_AVAILABLE RECORDS_
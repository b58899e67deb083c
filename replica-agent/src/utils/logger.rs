//! Logging configuration using tracing.

use tracing_subscriber::{layer::SubscriberExt, util::SubscriberInitExt, EnvFilter};

/// Initialize logging with the specified level.
///
/// `RUST_LOG` takes precedence over the configured level when set.
pub fn init(level: &str) -> anyhow::Result<()> {
    let filter = EnvFilter::try_from_default_env()
        .or_else(|_| EnvFilter::try_new(format!("{level},hyper=warn,reqwest=warn")))
        .unwrap_or_else(|_| EnvFilter::new("info"));

    tracing_subscriber::registry()
        .with(filter)
        .with(tracing_subscriber::fmt::layer().with_target(false))
        .try_init()?;

    Ok(())
}
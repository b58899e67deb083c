//! Directory listing for replication catalogs.
//!
//! Sources are flat directories: only regular files directly below the root
//! are reported, never the root itself or subdirectories.

use crate::fs::fingerprint::FileFingerprint;
use std::path::Path;
use walkdir::{DirEntry, WalkDir};

/// Options for directory walking
#[derive(Debug, Clone)]
pub struct WalkOptions {
    /// Follow symbolic links
    pub follow_links: bool,

    /// Maximum depth below the root (1 = direct children only)
    pub max_depth: usize,

    /// Exclude patterns (substring match on the file name)
    pub exclude_patterns: Vec<String>,
}

impl Default for WalkOptions {
    fn default() -> Self {
        Self {
            follow_links: false,
            max_depth: 1,
            exclude_patterns: vec!["write.lock".to_string(), ".tmp".to_string()],
        }
    }
}

/// A regular file discovered during walking
#[derive(Debug, Clone)]
pub struct FileInfo {
    /// Path relative to the root, `/`-separated
    pub name: String,

    /// Size and modification version at scan time
    pub fingerprint: FileFingerprint,
}

impl FileInfo {
    fn from_entry(entry: &DirEntry, root: &Path) -> std::io::Result<Self> {
        let metadata = entry.metadata()?;
        let path = entry.path();
        let name = path
            .strip_prefix(root)
            .unwrap_or(path)
            .components()
            .map(|c| c.as_os_str().to_string_lossy().into_owned())
            .collect::<Vec<_>>()
            .join("/");

        Ok(Self {
            fingerprint: FileFingerprint::from_metadata(&metadata)?,
            name,
        })
    }
}

/// Walk a directory and fingerprint every regular file that is not excluded.
///
/// A missing root yields an empty list. Any error reading an entry's metadata
/// is returned, since a wrong fingerprint is worse than a failed scan.
///
/// # Example
/// ```no_run
/// use replica_agent::fs::walker::{walk_directory, WalkOptions};
/// use std::path::Path;
///
/// let options = WalkOptions::default();
/// let files = walk_directory(Path::new("/var/lib/index/data"), &options).unwrap();
/// println!("Found {} files", files.len());
/// ```
pub fn walk_directory(root: &Path, options: &WalkOptions) -> std::io::Result<Vec<FileInfo>> {
    if !root.exists() {
        return Ok(Vec::new());
    }

    let walker = WalkDir::new(root)
        .follow_links(options.follow_links)
        .min_depth(1)
        .max_depth(options.max_depth);

    let mut files = Vec::new();

    for entry in walker {
        let entry = entry?;

        if !entry.file_type().is_file() {
            continue;
        }

        if should_exclude(&entry, &options.exclude_patterns) {
            continue;
        }

        files.push(FileInfo::from_entry(&entry, root)?);
    }

    Ok(files)
}

fn should_exclude(entry: &DirEntry, patterns: &[String]) -> bool {
    let file_name = entry.file_name().to_string_lossy();
    patterns.iter().any(|pattern| file_name.contains(pattern.as_str()))
}
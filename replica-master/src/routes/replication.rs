use crate::error::AppError;
use crate::state::AppState;
use async_compression::tokio::bufread::ZstdEncoder;
use axum::body::Body;
use axum::extract::{Path, State};
use axum::http::header::{ACCEPT_ENCODING, CONTENT_ENCODING, CONTENT_LENGTH, CONTENT_TYPE};
use axum::http::HeaderMap;
use axum::response::{IntoResponse, Response};
use axum::routing::{delete, get, post};
use axum::{Json, Router};
use replica_agent::replication::{ReplicationSession, Source};
use std::sync::Arc;
use tokio::io::BufReader;
use tokio_util::io::ReaderStream;

pub fn router(_state: Arc<AppState>) -> Router<Arc<AppState>> {
    Router::new()
        .route("/{index}/sessions", post(new_session))
        .route("/sessions/{session}", delete(release_session))
        .route("/sessions/{session}/files/{source}/{name}", get(get_file))
}

/// POST /api/replication/{index}/sessions
async fn new_session(
    State(state): State<Arc<AppState>>,
    Path(index): Path<String>,
) -> Result<Json<ReplicationSession>, AppError> {
    let master = state.registry.master(&index)?.clone();

    let session = tokio::task::spawn_blocking(move || master.new_session())
        .await
        .map_err(|e| anyhow::anyhow!(e))??;

    Ok(Json(session.as_ref().clone()))
}

/// GET /api/replication/sessions/{session}/files/{source}/{name}
async fn get_file(
    State(state): State<Arc<AppState>>,
    Path((session, source, name)): Path<(String, String, String)>,
    headers: HeaderMap,
) -> Result<Response, AppError> {
    let source: Source = source.parse().map_err(AppError::BadRequest)?;
    let path = state.registry.open_file(&session, source, &name)?;

    let file = tokio::fs::File::open(&path)
        .await
        .map_err(|e| anyhow::anyhow!("Failed to open {}: {}", path.display(), e))?;

    let wants_zstd = headers
        .get(ACCEPT_ENCODING)
        .and_then(|v| v.to_str().ok())
        .map(|v| v.split(',').any(|enc| enc.trim() == "zstd"))
        .unwrap_or(false);

    tracing::debug!(
        session = %session,
        source = %source,
        file = %name,
        zstd = wants_zstd,
        "Serving file"
    );

    if wants_zstd {
        let encoder = ZstdEncoder::new(BufReader::new(file));
        let body = Body::from_stream(ReaderStream::new(encoder));
        Ok((
            [(CONTENT_TYPE, "application/octet-stream"), (CONTENT_ENCODING, "zstd")],
            body,
        )
            .into_response())
    } else {
        let length = file
            .metadata()
            .await
            .map_err(|e| anyhow::anyhow!("Failed to stat {}: {}", path.display(), e))?
            .len();
        let body = Body::from_stream(ReaderStream::new(file));
        Ok((
            [
                (CONTENT_TYPE, "application/octet-stream".to_string()),
                (CONTENT_LENGTH, length.to_string()),
            ],
            body,
        )
            .into_response())
    }
}

/// DELETE /api/replication/sessions/{session}
async fn release_session(
    State(state): State<Arc<AppState>>,
    Path(session): Path<String>,
) -> Json<serde_json::Value> {
    let released = state.registry.release_session(&session);
    Json(serde_json::json!({ "session_uuid": session, "released": released }))
}
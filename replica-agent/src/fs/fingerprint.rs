//! File fingerprints used as cheap change-detection tokens.
//!
//! A fingerprint is the pair (size, last-modified milliseconds). Two files with
//! equal fingerprints are assumed identical; a rewrite with the same size inside
//! the same millisecond goes unnoticed, which is an accepted trade-off.

use serde::{Deserialize, Serialize};
use std::fmt;
use std::fs;
use std::path::Path;
use std::time::{Duration, SystemTime, UNIX_EPOCH};

#[derive(Debug, Clone, Copy, PartialEq, Eq, Hash, Serialize, Deserialize)]
pub struct FileFingerprint {
    /// File size in bytes
    pub size: u64,

    /// Last modified time (milliseconds since Unix epoch)
    pub version: u64,
}

impl FileFingerprint {
    pub const fn new(size: u64, version: u64) -> Self {
        Self { size, version }
    }

    /// Fingerprint the file at `path`
    pub fn from_path(path: &Path) -> std::io::Result<Self> {
        let metadata = fs::metadata(path)?;
        Self::from_metadata(&metadata)
    }

    pub fn from_metadata(metadata: &fs::Metadata) -> std::io::Result<Self> {
        let version = metadata
            .modified()?
            .duration_since(UNIX_EPOCH)
            .unwrap_or_default()
            .as_millis() as u64;

        Ok(Self {
            size: metadata.len(),
            version,
        })
    }

    /// The modification time this fingerprint stands for
    pub fn modified_time(&self) -> SystemTime {
        UNIX_EPOCH + Duration::from_millis(self.version)
    }

    /// Set the modification time of an open (writable) file to this fingerprint's version,
    /// so the file fingerprints identically to the one it was copied from.
    pub fn stamp(&self, file: &fs::File) -> std::io::Result<()> {
        file.set_modified(self.modified_time())
    }
}

impl fmt::Display for FileFingerprint {
    fn fmt(&self, f: &mut fmt::Formatter<'_>) -> fmt::Result {
        write!(f, "(size={}, version={})", self.size, self.version)
    }
}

_EXERCISE AIM_
Find the string "struct" in the material above. Then copy each line that has it.

_FINAL ANSWER_
pub struct WalkOptions {
pub struct FileInfo {
pub struct FileFingerprint {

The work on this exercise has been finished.